Die so im Schuldienst gehaltenen Lehrkräfte könnten auch ihre jüngeren Kolleginnen und Kollegen von Betreuungs- und Beratungsfunktionen entlasten und die Schulentwicklung unterstützen. In Absprache mit der Schulleitung könnten Praktikanten, Lehramtsanwärter sowie Lehrkräfte im Seiteneinstieg betreut werden und Berufseinsteiger Mentoringprogramme erhalten. Ebenso könnten vielleicht außerschulische Angebote, z. B. für Deutsch und Nachhilfe, ermöglicht werden.

Die Abminderung der Regelstundenzahl ist keine Generallösung; das ist uns klar. Sie ist aber ein richtiger Baustein, um erfahrene Lehrkräfte zu halten.
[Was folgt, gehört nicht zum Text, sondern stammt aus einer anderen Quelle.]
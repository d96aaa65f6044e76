//! CLI bootstrap - the composition root.
//!
//! This module is the ONLY place where infrastructure is wired together
//! for the CLI adapter:
//! - Database pool and repositories (via pronounced-db)
//! - Sentence generator (via pronounced-gemini)
//! - Speech backend and playback controller (via pronounced-playback)
//!
//! Command handlers receive the composed `CliContext` and delegate to it.

use std::path::PathBuf;
use std::sync::Arc;

use anyhow::Result;
use pronounced_core::{AppCore, SettingsService, SpeechBackend, database_path, env_file_path};
use pronounced_db::{CoreFactory, setup_database};
use pronounced_gemini::{DefaultGeminiClient, GeminiConfig};
use pronounced_playback::{
    PlaybackConfig, PlaybackController, PlaybackEvent, ProcessSpeechBackend, SilentSpeechBackend,
};
use tokio::sync::mpsc::UnboundedReceiver;

/// Bootstrap configuration for the CLI.
#[derive(Debug, Clone)]
pub struct CliConfig {
    /// Location of the `SQLite` database.
    pub database_path: PathBuf,
    /// Pauses between utterances during play-all.
    pub playback: PlaybackConfig,
}

impl CliConfig {
    /// Create config with default paths.
    pub fn with_defaults() -> Result<Self> {
        Ok(Self {
            database_path: database_path()?,
            playback: PlaybackConfig::default(),
        })
    }
}

/// Fully composed application context for CLI commands.
pub struct CliContext {
    /// The core application facade.
    pub app: AppCore,
    /// Pauses used by every playback controller built from this context.
    pub playback: PlaybackConfig,
}

impl CliContext {
    /// Access the `AppCore`.
    pub const fn app(&self) -> &AppCore {
        &self.app
    }

    /// Build a playback controller over the chosen speech backend.
    pub fn playback_controller(
        &self,
        silent: bool,
    ) -> (PlaybackController, UnboundedReceiver<PlaybackEvent>) {
        PlaybackController::new(speech_backend(silent), self.playback.clone())
    }
}

/// Pick the speech backend: silent when asked, else the first synthesizer on
/// `PATH`, else silent with a notice.
pub fn speech_backend(silent: bool) -> Arc<dyn SpeechBackend> {
    if silent {
        return Arc::new(SilentSpeechBackend::new());
    }
    match ProcessSpeechBackend::detect() {
        Ok(backend) => {
            tracing::debug!(engine = %backend.engine(), "Using speech synthesizer");
            Arc::new(backend)
        }
        Err(e) => {
            tracing::warn!(error = %e, "Falling back to silent playback");
            eprintln!("Note: {e}. Playing silently; install espeak-ng to hear words.");
            Arc::new(SilentSpeechBackend::new())
        }
    }
}

/// Load `.env` from the working directory, then from the data directory.
///
/// Variables already set in the environment win.
pub fn load_env_files() {
    if let Ok(path) = dotenvy::dotenv() {
        tracing::debug!(path = %path.display(), "Loaded .env");
    }
    match env_file_path() {
        Ok(path) if path.exists() => {
            if let Err(e) = dotenvy::from_path(&path) {
                tracing::warn!(path = %path.display(), error = %e, "Could not read .env");
            }
        }
        Ok(_) => {}
        Err(e) => tracing::debug!(error = %e, "No data directory for .env"),
    }
}

/// Bootstrap the CLI application.
///
/// Opens the database, builds the Gemini client from the environment and
/// the saved model setting, and assembles the `AppCore`.
pub async fn bootstrap(config: CliConfig) -> Result<CliContext> {
    let pool = setup_database(&config.database_path).await?;
    let repos = CoreFactory::build_repos(pool);

    let settings = SettingsService::new(repos.settings.clone()).get().await?;
    let gemini = GeminiConfig::from_env().with_model(settings.effective_sentence_model());
    let generator = Arc::new(DefaultGeminiClient::new(&gemini)?);

    let app = AppCore::new(repos, generator);
    Ok(CliContext {
        app,
        playback: config.playback,
    })
}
Ein weiterer Baustein ist, allen Lehrkräften vor dem Eintritt in den Ruhestand die Sicherung der eigenen Daten anzubieten und sie regelmäßig über Arbeitsangebote zu informieren.

So manche Lehrerin und so mancher Lehrer, die sich heute ausgebrannt fühlen und einfach nur noch raus wollen, werden weder mit Geld noch mit Abminderung oder sonstigen Angeboten gehalten werden können. Viele merken aber nach einer Weile zu Hause, dass sie doch noch oder vielleicht gerade wieder Lust haben, dauerhaft, für einige Stunden oder als Vertretungslehrkraft im Bedarfsfall zu unterstützen. Ohne eine Sicherung der Daten müssten diese Lehrkräfte, die 30, 40 oder noch mehr Jahre im Schuldienst waren, erst einen Bewerbungsprozess durchlaufen und eine Lehrbefähigung nachweisen. Dies ist ein datenschutzrechtliches Erfordernis, das viele scheuen oder sogar als Geringschätzung ihrer Lebensleistung wahrnehmen. Es ist aber auch ein Erfordernis, das sich mit einer Unterschrift vermeiden ließe. Auch dort setzt unser Antrag an. 

Werte Kolleginnen und Kollegen! Erfahrene Lehrerinnen und Lehrer länger an unseren Schulen zu halten, wäre ein Gewinn für unser Schulsystem. Lassen Sie uns deshalb gemeinsam die Anreize zum längeren Verweilen im Schuldienst erhöhen. Lassen Sie uns gemeinsam weitere Schritte zur Stabilisierung der Unterrichtsversorgung gehen. Unterstützen Sie den vorliegenden Antrag der Fraktionen der CDU, der SPD und der FDP. - Vielen Dank.